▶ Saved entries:
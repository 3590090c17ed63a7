//! Set bonuses
//!
//! When enough pieces of a set are equipped together, every threshold the
//! piece count meets contributes its bonuses.

use std::collections::BTreeMap;

use crate::data::{ItemSet, SetDefs, SetThreshold};
use super::item::ItemInstance;
use super::stats::StatBonusRecord;

/// A set with at least one threshold met
#[derive(Debug, Clone)]
pub struct ActiveSet<'a> {
    pub set: &'a ItemSet,
    pub pieces: u8,
    pub thresholds: Vec<&'a SetThreshold>,
}

/// Count equipped pieces per set id
pub fn count_set_pieces<'i>(items: impl IntoIterator<Item = &'i ItemInstance>) -> BTreeMap<String, u8> {
    let mut counts = BTreeMap::new();
    for set_id in items.into_iter().filter_map(|item| item.set_id.as_ref()) {
        let count = counts.entry(set_id.clone()).or_insert(0u8);
        *count = count.saturating_add(1);
    }
    counts
}

/// Calculate active sets from equipped items. Sets with no known definition
/// are skipped.
pub fn active_sets<'a, 'i>(
    items: impl IntoIterator<Item = &'i ItemInstance>,
    defs: &'a SetDefs,
) -> Vec<ActiveSet<'a>> {
    let mut active = Vec::new();
    for (set_id, pieces) in count_set_pieces(items) {
        let Some(set) = defs.find(&set_id) else {
            log::debug!("Equipped item references unknown set '{}'", set_id);
            continue;
        };
        let thresholds: Vec<_> = set.active_thresholds(pieces).collect();
        if !thresholds.is_empty() {
            active.push(ActiveSet { set, pieces, thresholds });
        }
    }
    active
}

/// Add every met threshold's bonuses to `record`
pub fn apply_set_bonuses<'i>(
    record: &mut StatBonusRecord,
    items: impl IntoIterator<Item = &'i ItemInstance>,
    defs: &SetDefs,
) {
    for active in active_sets(items, defs) {
        for bonus in active.thresholds.iter().flat_map(|t| &t.bonuses) {
            record.add(bonus.stat, bonus.value as f64);
        }
    }
}

#[cfg(test)]
mod tests {
    use super::*;
    use crate::data::sets::default_set_defs;
    use crate::items::stats::StatId;

    fn piece(uid: u64, set: Option<&str>) -> ItemInstance {
        let mut item = ItemInstance::new(uid, "warden_helm", "Warden Helm", 14);
        item.set_id = set.map(str::to_string);
        item
    }

    #[test]
    fn test_count_pieces() {
        let items = [piece(1, Some("a")), piece(2, Some("a")), piece(3, Some("b")), piece(4, None)];
        let counts = count_set_pieces(&items);
        assert_eq!(counts.get("a"), Some(&2));
        assert_eq!(counts.get("b"), Some(&1));
        assert_eq!(counts.len(), 2);
    }

    #[test]
    fn test_one_piece_grants_nothing() {
        let defs = default_set_defs();
        let items = [piece(1, Some("wardens_vigil"))];
        assert!(active_sets(&items, &defs).is_empty());
    }

    #[test]
    fn test_thresholds_are_cumulative() {
        let defs = default_set_defs();
        let items = [
            piece(1, Some("wardens_vigil")),
            piece(2, Some("wardens_vigil")),
            piece(3, Some("wardens_vigil")),
        ];
        let active = active_sets(&items, &defs);
        assert_eq!(active.len(), 1);
        assert_eq!(active[0].pieces, 3);
        assert_eq!(active[0].thresholds.len(), 2);

        let mut record = StatBonusRecord::new();
        apply_set_bonuses(&mut record, &items, &defs);
        // 2-piece (50) plus 3-piece (100)
        assert_eq!(record.get(StatId::Armour), 150.0);
        assert_eq!(record.get(StatId::MaximumLife), 20.0);
        assert_eq!(record.get(StatId::BlockChance), 5.0);
    }

    #[test]
    fn test_unknown_set_is_ignored() {
        let defs = default_set_defs();
        let items = [piece(1, Some("ghost")), piece(2, Some("ghost"))];
        let mut record = StatBonusRecord::new();
        apply_set_bonuses(&mut record, &items, &defs);
        assert_eq!(record.non_zero().count(), 0);
    }
}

▶ EXERCISE OBJECTIVE: List each line of the records that holds the string "super".

▶ WORKED SOLUTION:
use super::item::ItemInstance;
use super::stats::StatBonusRecord;
    use super::*;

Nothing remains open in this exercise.